Koronavirüs salgını ve ardından patlak veren Rusya-Ukrayna savaşı küresel ekonomik sıkıntıları peşinden getirdi.
2 yıllık salgın sürecinde hammadde tedariki ve istihdam gibi sorunlar, savaşla beraber gelen enerji ve üretim kriziyle derinleşti.
ABD Merkez Bankası FED’in bu gelişmeler karşısında uzun yıllar sonra rekor düzeyde faiz artırımı da eklenince Avrupa Birliği ortak para birimi euro sallandı.
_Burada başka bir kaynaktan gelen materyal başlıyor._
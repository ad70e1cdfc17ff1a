//! Application configuration.
//!
//! One TOML file with `[feed]`, `[exchange]`, `[engine]` and `[telemetry]`
//! sections, overridable per key through `LADDER__SECTION__KEY`
//! environment variables.

use std::path::Path;
use std::time::Duration;

use ladder_core::RetryPolicy;
use ladder_exchange::PaperConfig;
use ladder_feed::DEFAULT_BASE_URL;
use ladder_mm::EngineConfig;
use serde::{Deserialize, Serialize};
use tracing::{info, warn};

use crate::error::{AppError, AppResult};

/// Default configuration file, relative to the working directory.
pub const DEFAULT_CONFIG_PATH: &str = "config/default.toml";

/// Environment variable holding the configuration file path.
pub const CONFIG_PATH_ENV: &str = "LADDER_CONFIG";

/// Prefix for per-key environment overrides (`LADDER__ENGINE__LEVELS=7`).
const ENV_PREFIX: &str = "LADDER";
const ENV_SEPARATOR: &str = "__";

/// Reference price feed configuration.
#[derive(Debug, Clone, Serialize, Deserialize)]
pub struct FeedConfig {
    /// REST root of the reference venue.
    #[serde(default = "default_base_url")]
    pub base_url: String,
    /// Attempts per price lookup.
    #[serde(default = "default_max_attempts")]
    pub max_attempts: u32,
    /// First backoff delay (ms), doubled per attempt.
    #[serde(default = "default_backoff_base_ms")]
    pub backoff_base_ms: u64,
    /// Backoff ceiling (ms).
    #[serde(default = "default_backoff_max_ms")]
    pub backoff_max_ms: u64,
    /// Poll interval of the `price` command (seconds).
    #[serde(default = "default_follow_update_sec")]
    pub follow_update_sec: u64,
}

fn default_base_url() -> String {
    DEFAULT_BASE_URL.to_string()
}

fn default_max_attempts() -> u32 {
    5
}

fn default_backoff_base_ms() -> u64 {
    500
}

fn default_backoff_max_ms() -> u64 {
    8_000
}

fn default_follow_update_sec() -> u64 {
    5
}

impl FeedConfig {
    pub fn retry_policy(&self) -> RetryPolicy {
        RetryPolicy::exponential(
            self.max_attempts,
            Duration::from_millis(self.backoff_base_ms),
            Duration::from_millis(self.backoff_max_ms),
        )
    }

    pub fn follow_update(&self) -> Duration {
        Duration::from_secs(self.follow_update_sec)
    }
}

impl Default for FeedConfig {
    fn default() -> Self {
        Self {
            base_url: default_base_url(),
            max_attempts: default_max_attempts(),
            backoff_base_ms: default_backoff_base_ms(),
            backoff_max_ms: default_backoff_max_ms(),
            follow_update_sec: default_follow_update_sec(),
        }
    }
}

/// Execution venue selection.
#[derive(Debug, Clone, Serialize, Deserialize)]
pub struct ExchangeConfig {
    /// Adapter to use. Only `"paper"` ships with this binary.
    #[serde(default = "default_exchange_kind")]
    pub kind: String,
    /// Starting balances for the paper venue.
    #[serde(default)]
    pub paper: PaperConfig,
}

fn default_exchange_kind() -> String {
    "paper".to_string()
}

impl Default for ExchangeConfig {
    fn default() -> Self {
        Self {
            kind: default_exchange_kind(),
            paper: PaperConfig::default(),
        }
    }
}

/// Telemetry configuration.
#[derive(Debug, Clone, Serialize, Deserialize)]
pub struct TelemetryConfig {
    /// Session summary interval (seconds). Also logged at shutdown.
    #[serde(default = "default_summary_interval_sec")]
    pub summary_interval_sec: u64,
}

fn default_summary_interval_sec() -> u64 {
    3600
}

impl Default for TelemetryConfig {
    fn default() -> Self {
        Self {
            summary_interval_sec: default_summary_interval_sec(),
        }
    }
}

/// Main application configuration.
#[derive(Debug, Clone, Default, Serialize, Deserialize)]
pub struct AppConfig {
    #[serde(default)]
    pub feed: FeedConfig,
    #[serde(default)]
    pub exchange: ExchangeConfig,
    #[serde(default)]
    pub engine: EngineConfig,
    #[serde(default)]
    pub telemetry: TelemetryConfig,
}

impl AppConfig {
    /// Load `path` layered under `LADDER__*` environment overrides.
    ///
    /// A missing file is not an error: defaults plus environment apply.
    pub fn load(path: &str) -> AppResult<Self> {
        let mut builder = config::Config::builder();
        if Path::new(path).exists() {
            info!(path, "Loading configuration file");
            builder = builder.add_source(config::File::new(path, config::FileFormat::Toml));
        } else {
            warn!(path, "Config file not found, using defaults");
        }

        let config: Self = builder
            .add_source(
                config::Environment::with_prefix(ENV_PREFIX)
                    .separator(ENV_SEPARATOR)
                    .try_parsing(true),
            )
            .build()?
            .try_deserialize()?;
        config.validate()?;
        Ok(config)
    }

    /// Resolve the configuration path: CLI argument, then `LADDER_CONFIG`,
    /// then the default.
    pub fn resolve_path(cli: Option<String>) -> String {
        cli.or_else(|| std::env::var(CONFIG_PATH_ENV).ok())
            .unwrap_or_else(|| DEFAULT_CONFIG_PATH.to_string())
    }

    pub fn validate(&self) -> AppResult<()> {
        self.engine.validate()?;
        if self.feed.max_attempts == 0 {
            return Err(AppError::Config("feed.max_attempts must be >= 1".to_string()));
        }
        if self.feed.follow_update_sec == 0 {
            return Err(AppError::Config(
                "feed.follow_update_sec must be non-zero".to_string(),
            ));
        }
        if self.telemetry.summary_interval_sec == 0 {
            return Err(AppError::Config(
                "telemetry.summary_interval_sec must be non-zero".to_string(),
            ));
        }
        Ok(())
    }
}

#[cfg(test)]
mod tests {
    use super::*;
    use ladder_core::Side;
    use ladder_mm::{DistributionMode, EngineMode, SideBudget};
    use rust_decimal_macros::dec;

    #[test]
    fn test_default_config() {
        let config = AppConfig::default();
        assert!(config.validate().is_ok());
        assert_eq!(config.exchange.kind, "paper");
        assert_eq!(config.feed.max_attempts, 5);
        assert_eq!(config.engine.mode, EngineMode::Single(Side::Bid));
    }

    #[test]
    fn test_parse_full_config() {
        let toml_str = r#"
[feed]
base_url = "http://localhost:8080/"
max_attempts = 3

[exchange]
kind = "paper"

[exchange.paper]
quote_balance = "25000"
base_balance = "0.5"

[engine]
ticker = "btcusdt"
mode = "dual"
levels = 7
step_percent = "0.25"
distribution_mode = "pyramid"

[engine.bid_budget]
mode = "fixed"
amount = "2000"

[engine.ask_budget]
mode = "ratio"
ratio = "0.4"

[engine.jitter]
enabled = true
min_percent = "-0.05"
max_percent = "0.05"

[telemetry]
summary_interval_sec = 600
"#;
        let config: AppConfig = toml::from_str(toml_str).unwrap();
        assert!(config.validate().is_ok());

        assert_eq!(config.feed.max_attempts, 3);
        assert_eq!(config.feed.backoff_base_ms, 500);
        assert_eq!(config.exchange.paper.quote_balance, dec!(25000));
        assert_eq!(config.engine.mode, EngineMode::Dual);
        assert_eq!(config.engine.levels, 7);
        assert_eq!(config.engine.distribution_mode, DistributionMode::Pyramid);
        assert_eq!(config.engine.bid_budget, SideBudget::Fixed { amount: dec!(2000) });
        assert_eq!(config.engine.ask_budget, SideBudget::Ratio { ratio: dec!(0.4) });
        assert!(config.engine.jitter.enabled);
        assert_eq!(config.telemetry.summary_interval_sec, 600);
        // Untouched engine keys keep their defaults.
        assert_eq!(config.engine.rebalance_interval_sec, 60);
    }

    #[test]
    fn test_invalid_engine_rejected() {
        let toml_str = r#"
[engine]
levels = 0
"#;
        let config: AppConfig = toml::from_str(toml_str).unwrap();
        assert!(matches!(config.validate(), Err(AppError::Engine(_))));
    }

    #[test]
    fn test_feed_retry_policy() {
        let policy = FeedConfig::default().retry_policy();
        assert_eq!(policy.max_attempts, 5);
        assert_eq!(policy.delay_after(1), Duration::from_millis(500));
        assert_eq!(policy.delay_after(2), Duration::from_millis(1000));
    }

    #[test]
    fn test_load_file_with_env_override() {
        let path = std::env::temp_dir().join(format!("ladder-bot-test-{}.toml", std::process::id()));
        std::fs::write(
            &path,
            "[engine]\nticker = \"ETH\"\nlevels = 4\n\n[exchange.paper]\nquote_balance = \"500\"\n",
        )
        .unwrap();
        std::env::set_var("LADDER__ENGINE__LEVELS", "9");

        let loaded = AppConfig::load(path.to_str().unwrap());
        std::env::remove_var("LADDER__ENGINE__LEVELS");
        let _ = std::fs::remove_file(&path);

        let config = loaded.unwrap();
        assert_eq!(config.engine.ticker, "ETH");
        assert_eq!(config.engine.levels, 9);
        assert_eq!(config.exchange.paper.quote_balance, dec!(500));
    }

    #[test]
    fn test_missing_file_uses_defaults() {
        let config = AppConfig::load("/nonexistent/ladder.toml").unwrap();
        assert_eq!(config.exchange.kind, "paper");
    }
}
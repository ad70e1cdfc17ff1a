//! Binance spot ticker as the reference price source.
//!
//! `GET /api/v3/ticker/price?symbol=BTCUSDT` returns
//! `{"symbol":"BTCUSDT","price":"43512.10000000"}`. Failures are retried
//! with exponential backoff before surfacing.

use std::time::Duration;

use ladder_core::{retry, Price, RetryPolicy};
use reqwest::Client;
use serde::Deserialize;
use tracing::debug;

use crate::error::{FeedError, FeedResult};
use crate::feed::{BoxFuture, ReferencePriceFeed};

/// Public Binance REST endpoint.
pub const DEFAULT_BASE_URL: &str = "https://api.binance.com";

/// Default timeout for a single request.
const DEFAULT_TIMEOUT: Duration = Duration::from_secs(10);

#[derive(Debug, Deserialize)]
struct TickerPriceResponse {
    symbol: String,
    price: String,
}

/// Parse a ticker response body into a positive price.
pub fn parse_ticker_price(body: &str) -> FeedResult<Price> {
    let ticker: TickerPriceResponse =
        serde_json::from_str(body).map_err(|e| FeedError::Parse(e.to_string()))?;
    Price::parse_positive(&ticker.price)
        .map_err(|e| FeedError::Parse(format!("{}: {e}", ticker.symbol)))
}

/// Reference price feed backed by the Binance ticker endpoint.
pub struct BinancePriceFeed {
    client: Client,
    base_url: String,
    policy: RetryPolicy,
}

impl BinancePriceFeed {
    /// Create a new feed.
    ///
    /// # Arguments
    /// * `base_url` - REST root, e.g. `"https://api.binance.com"`
    /// * `policy` - Attempt cap and backoff applied to every lookup
    pub fn new(base_url: impl Into<String>, policy: RetryPolicy) -> FeedResult<Self> {
        let client = Client::builder()
            .timeout(DEFAULT_TIMEOUT)
            .build()
            .map_err(|e| FeedError::HttpClient(format!("Failed to create HTTP client: {e}")))?;

        Ok(Self {
            client,
            base_url: base_url.into().trim_end_matches('/').to_string(),
            policy,
        })
    }

    async fn fetch_once(&self, symbol: &str) -> FeedResult<Price> {
        let url = format!("{}/api/v3/ticker/price", self.base_url);
        let response = self
            .client
            .get(&url)
            .query(&[("symbol", symbol)])
            .send()
            .await
            .map_err(|e| FeedError::HttpClient(format!("HTTP request failed: {e}")))?;

        let status = response.status();
        let body = response
            .text()
            .await
            .map_err(|e| FeedError::HttpClient(format!("Failed to read body: {e}")))?;

        if !status.is_success() {
            return Err(FeedError::Status {
                status: status.as_u16(),
                body,
            });
        }

        let price = parse_ticker_price(&body)?;
        debug!(symbol, price = %price, "Reference price fetched");
        Ok(price)
    }
}

impl ReferencePriceFeed for BinancePriceFeed {
    fn get_price<'a>(&'a self, symbol: &'a str) -> BoxFuture<'a, FeedResult<Price>> {
        Box::pin(async move {
            retry(
                &self.policy,
                "reference_price",
                |_| self.fetch_once(symbol),
                FeedError::is_retryable,
            )
            .await
            .map_err(|e| FeedError::Exhausted {
                symbol: symbol.to_string(),
                attempts: self.policy.max_attempts,
                last: e.to_string(),
            })
        })
    }
}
Euro, dolar karşısında çakıldı
Tarihinde 2002 yılında 1 dolara eşit olan ve en düşük değerini 2001’de 0,83 dolarla geçiren euro, bugün itibarıyla 1,02 dolara kadar geriledi.
Uzmanlar bunun nedeninin yukarıda sayılan sebepler nedeniyle yaşanan resesyon, yani ekonomik durgunluk endişesi olduğuna dikkat çekiyor.
Olumsuz senaryoların dile getirildiği tablo karşısında olumlu beklentiler de yer buluyor.
“Krizi fırsata çevirmek”
Bunun en belirgin olanı ise “krizi fırsata çevirmek” deyimiyle açıklanıyor.
Alman yayın organı Deutsche Welle (DW) Türkçe’de yayınlanan bir makaleye göre düşük değerli euro, Avrupa’da ekonomiyi yeniden canlandırabilir.
“Düşük euro ihracatı artıracak”
Buna göre kıtada yaşanan ucuzluk nedeniyle ihracat yapan firmaların elleri güçlenecek.
İhracat rakamları arttıkça ekonomide canlanma yaşanacak.
Konu Türk Lirası olunca tutum farklı
DW’nin bu analizine karşı Türkiye’de de kur artışlarından sonra ortaya atılan ihracatı artıracağı yönündeki argümanlar büyük tartışmalara neden olmuştu.
Türkiye’de yayın yapan DW ve benzeri batılı yayın organları Türkiye’nin bu ihracat temelli ekonomi polikasını eleştiren içeriklere yer vermişti.
Söz konusu bu son analiz batı medyasının iki yüzlülüğünü bir kez daha gözler önüne serdi.